■ **Your instructions**
From the first line of the records down to the one that holds "selected and evaluated.", transcribe each line exactly and add nothing.
============================================================
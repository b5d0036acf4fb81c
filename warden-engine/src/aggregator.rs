//! Deterministic composition of raw findings into a report.

use std::collections::{BTreeMap, BTreeSet};

use warden_interface::{Finding, Report, ReportSummary, Severity, SnapshotRef};

/// Counts of the outcomes that do not become findings.
#[derive(Debug, Clone, Copy, Default, PartialEq, Eq)]
pub struct OutcomeTallies {
    /// Rules that were selected and evaluated.
    pub rules_evaluated: usize,
    /// Rules that returned a passing outcome.
    pub passed: usize,
    /// Rules whose facts were absent from the snapshot.
    pub not_applicable: usize,
}

/// Filters, deduplicates and ranks `findings`, then assembles the report.
///
/// The output is a pure function of the inputs as sets: arrival order never
/// matters. Specifically:
///
/// - findings below `min_severity` are dropped first, and the summary
///   counts only what survives;
/// - findings are ranked canonically: category ascending, severity
///   descending within a category, rule id ascending within a severity;
/// - duplicate `(rule id, snapshot hash)` pairs collapse to their first
///   post-ranking occurrence.
pub fn aggregate(
    snapshot: SnapshotRef,
    mut findings: Vec<Finding>,
    tallies: OutcomeTallies,
    min_severity: Option<Severity>,
) -> Report {
    if let Some(floor) = min_severity {
        findings.retain(|finding| finding.severity >= floor);
    }
    findings.sort_by(|a, b| {
        a.category
            .cmp(&b.category)
            .then(b.severity.cmp(&a.severity))
            .then(a.rule_id.cmp(&b.rule_id))
    });
    let mut seen = BTreeSet::new();
    findings.retain(|finding| seen.insert((finding.rule_id.clone(), finding.snapshot.hash)));

    let mut by_severity = BTreeMap::new();
    let mut by_category = BTreeMap::new();
    for finding in &findings {
        *by_severity.entry(finding.severity).or_insert(0) += 1;
        *by_category.entry(finding.category).or_insert(0) += 1;
    }
    let summary = ReportSummary {
        rules_evaluated: tallies.rules_evaluated,
        passed: tallies.passed,
        not_applicable: tallies.not_applicable,
        by_severity,
        by_category,
    };
    Report::new(snapshot, findings, summary)
}
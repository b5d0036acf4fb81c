//! Rendering of second counts in finding details.

/// Renders a duration in the largest unit that divides it evenly, so policy
/// margins read naturally ("20 days", "6 hours") while odd values stay
/// exact ("90 seconds").
pub(crate) fn human_duration(secs: u64) -> String {
    const MINUTE: u64 = 60;
    const HOUR: u64 = 3_600;
    const DAY: u64 = 86_400;

    let (quantity, unit) = if secs >= DAY && secs % DAY == 0 {
        (secs / DAY, "day")
    } else if secs >= HOUR && secs % HOUR == 0 {
        (secs / HOUR, "hour")
    } else if secs >= MINUTE && secs % MINUTE == 0 {
        (secs / MINUTE, "minute")
    } else {
        (secs, "second")
    };
    if quantity == 1 {
        format!("1 {}", unit)
    } else {
        format!("{} {}s", quantity, unit)
    }
}
//! Upgrade checks: exit windows and activation notice.

use warden_interface::{Category, FactModel, Outcome, Rule, RuleId, Severity};

use crate::catalog_id;
use crate::duration::human_duration;

/// Fails when the upgrade execution delay gives users less than the
/// required exit window.
///
/// The violation escalates to critical when the window is not merely short
/// but nearly absent, since users then have no realistic chance to exit
/// before a hostile upgrade lands.
pub struct UpgradeExitWindow {
    id: RuleId,
    min_exit_window_secs: u64,
    critical_below_secs: u64,
}

impl UpgradeExitWindow {
    /// Rule id: `upgrades.exit-window`.
    pub fn new(min_exit_window_secs: u64, critical_below_secs: u64) -> Self {
        Self {
            id: catalog_id(Category::Upgrades, "exit-window"),
            min_exit_window_secs,
            critical_below_secs,
        }
    }
}

impl Rule for UpgradeExitWindow {
    fn id(&self) -> &RuleId {
        &self.id
    }

    fn title(&self) -> &str {
        "upgrade delay leaves an exit window"
    }

    fn category(&self) -> Category {
        Category::Upgrades
    }

    fn default_severity(&self) -> Severity {
        Severity::High
    }

    fn evaluate(&self, facts: &FactModel) -> Outcome {
        let upgrades = match facts.upgrades() {
            Some(upgrades) => upgrades,
            None => return Outcome::not_applicable("upgrade facts absent"),
        };
        let delay_secs = upgrades.execution_delay_secs;
        if delay_secs >= self.min_exit_window_secs {
            return Outcome::Pass;
        }
        let detail = format!(
            "upgrade delay {} is below the required exit window of {}",
            human_duration(delay_secs),
            human_duration(self.min_exit_window_secs)
        );
        if delay_secs < self.critical_below_secs {
            Outcome::fail_with_severity(detail, Severity::Critical)
        } else {
            Outcome::fail(detail)
        }
    }
}

/// Fails when a pending implementation is set to activate with less notice
/// than the required exit window, or with no scheduled activation at all.
pub struct UpgradeActivationNotice {
    id: RuleId,
    min_notice_secs: u64,
}

impl UpgradeActivationNotice {
    /// Rule id: `upgrades.activation-notice`.
    pub fn new(min_notice_secs: u64) -> Self {
        Self {
            id: catalog_id(Category::Upgrades, "activation-notice"),
            min_notice_secs,
        }
    }
}

impl Rule for UpgradeActivationNotice {
    fn id(&self) -> &RuleId {
        &self.id
    }

    fn title(&self) -> &str {
        "pending upgrades give advance notice"
    }

    fn category(&self) -> Category {
        Category::Upgrades
    }

    fn default_severity(&self) -> Severity {
        Severity::High
    }

    fn evaluate(&self, facts: &FactModel) -> Outcome {
        let upgrades = match facts.upgrades() {
            Some(upgrades) => upgrades,
            None => return Outcome::not_applicable("upgrade facts absent"),
        };
        let scheduled_at = match (
            upgrades.pending_implementation,
            upgrades.scheduled_activation_at,
        ) {
            (None, None) => return Outcome::Pass,
            (None, Some(_)) => {
                return Outcome::inconclusive(
                    "activation is scheduled but no pending implementation is set",
                )
            }
            (Some(_), None) => {
                return Outcome::fail("pending implementation has no scheduled activation time")
            }
            (Some(_), Some(scheduled_at)) => scheduled_at,
        };
        let notice_secs = match scheduled_at.checked_secs_since(facts.observed_at()) {
            Some(notice_secs) => notice_secs,
            None => {
                return Outcome::inconclusive(
                    "scheduled activation time is already in the past",
                )
            }
        };
        if notice_secs >= self.min_notice_secs {
            Outcome::Pass
        } else {
            Outcome::fail(format!(
                "pending implementation activates in {}, less than the required exit window of {}",
                human_duration(notice_secs),
                human_duration(self.min_notice_secs)
            ))
        }
    }
}
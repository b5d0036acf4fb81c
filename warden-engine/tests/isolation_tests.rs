use std::sync::Arc;

use warden_engine::{EngineConfig, EvalOptions, Evaluator};
use warden_interface::mocks::{healthy_fact_model, MockRule};
use warden_interface::{Category, FindingKind, Outcome, RuleRegistry, Severity};

fn init_logging() {
    let _ = tracing_subscriber::fmt()
        .with_env_filter(tracing_subscriber::EnvFilter::from_default_env())
        .with_test_writer()
        .try_init();
}

fn registry_with_panicking_rule() -> RuleRegistry {
    let mut registry = RuleRegistry::new();
    registry
        .register(Arc::new(MockRule::returning(
            "sequencing.before",
            Category::Sequencing,
            Severity::High,
            Outcome::Pass,
        )))
        .unwrap();
    registry
        .register(Arc::new(MockRule::panicking(
            "oracles.faulty",
            Category::Oracles,
            Severity::High,
            "index out of bounds in predicate",
        )))
        .unwrap();
    registry
        .register(Arc::new(MockRule::returning(
            "finality.after",
            Category::Finality,
            Severity::Medium,
            Outcome::fail("confirmation depth too shallow"),
        )))
        .unwrap();
    registry
}

#[test]
fn panicking_rule_degrades_to_an_inconclusive_finding() {
    init_logging();
    let report = Evaluator::new(EngineConfig { num_threads: 2 })
        .unwrap()
        .evaluate(
            &healthy_fact_model(),
            &registry_with_panicking_rule(),
            &EvalOptions::default(),
        )
        .unwrap();

    let faulty = report
        .findings()
        .iter()
        .find(|f| f.rule_id.as_str() == "oracles.faulty")
        .expect("faulted rule must surface as a finding");
    assert_eq!(faulty.kind, FindingKind::Inconclusive);
    assert_eq!(faulty.severity, Severity::High);
    assert!(faulty.detail.contains("internal fault in rule predicate"));
    assert!(faulty.detail.contains("index out of bounds in predicate"));
}

#[test]
fn other_rules_are_untouched_by_the_fault() {
    init_logging();
    let report = Evaluator::new(EngineConfig { num_threads: 2 })
        .unwrap()
        .evaluate(
            &healthy_fact_model(),
            &registry_with_panicking_rule(),
            &EvalOptions::default(),
        )
        .unwrap();

    // One pass, one violation, one inconclusive; nothing lost.
    assert_eq!(report.summary().rules_evaluated, 3);
    assert_eq!(report.summary().passed, 1);
    assert_eq!(report.findings().len(), 2);
    assert!(report
        .findings()
        .iter()
        .any(|f| f.rule_id.as_str() == "finality.after" && f.kind == FindingKind::Violation));
}

#[test]
fn isolation_holds_on_the_worker_pool() {
    init_logging();
    let evaluator = Evaluator::new(EngineConfig { num_threads: 4 }).unwrap();
    let options = EvalOptions {
        parallel: true,
        ..Default::default()
    };
    let sequential = evaluator
        .evaluate(
            &healthy_fact_model(),
            &registry_with_panicking_rule(),
            &EvalOptions::default(),
        )
        .unwrap();
    let parallel = evaluator
        .evaluate(
            &healthy_fact_model(),
            &registry_with_panicking_rule(),
            &options,
        )
        .unwrap();
    assert_eq!(sequential, parallel);
}

#[test]
fn a_registry_of_only_faulty_rules_still_reports() {
    init_logging();
    let mut registry = RuleRegistry::new();
    for index in 0..6 {
        registry
            .register(Arc::new(MockRule::panicking(
                &format!("testing.faulty-{}", index),
                Category::Testing,
                Severity::Low,
                "boom",
            )))
            .unwrap();
    }
    let report = warden_engine::evaluate(&healthy_fact_model(), &registry).unwrap();
    assert_eq!(report.findings().len(), 6);
    assert!(report
        .findings()
        .iter()
        .all(|f| f.kind == FindingKind::Inconclusive));
}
============================================================
■ **Answer to the exercise**
repository b5d0036acf4fb81c
filename warden-engine/src/aggregator.rs
//! Deterministic composition of raw findings into a report.

use std::collections::{BTreeMap, BTreeSet};

use warden_interface::{Finding, Report, ReportSummary, Severity, SnapshotRef};

/// Counts of the outcomes that do not become findings.
#[derive(Debug, Clone, Copy, Default, PartialEq, Eq)]
pub struct OutcomeTallies {
    /// Rules that were selected and evaluated.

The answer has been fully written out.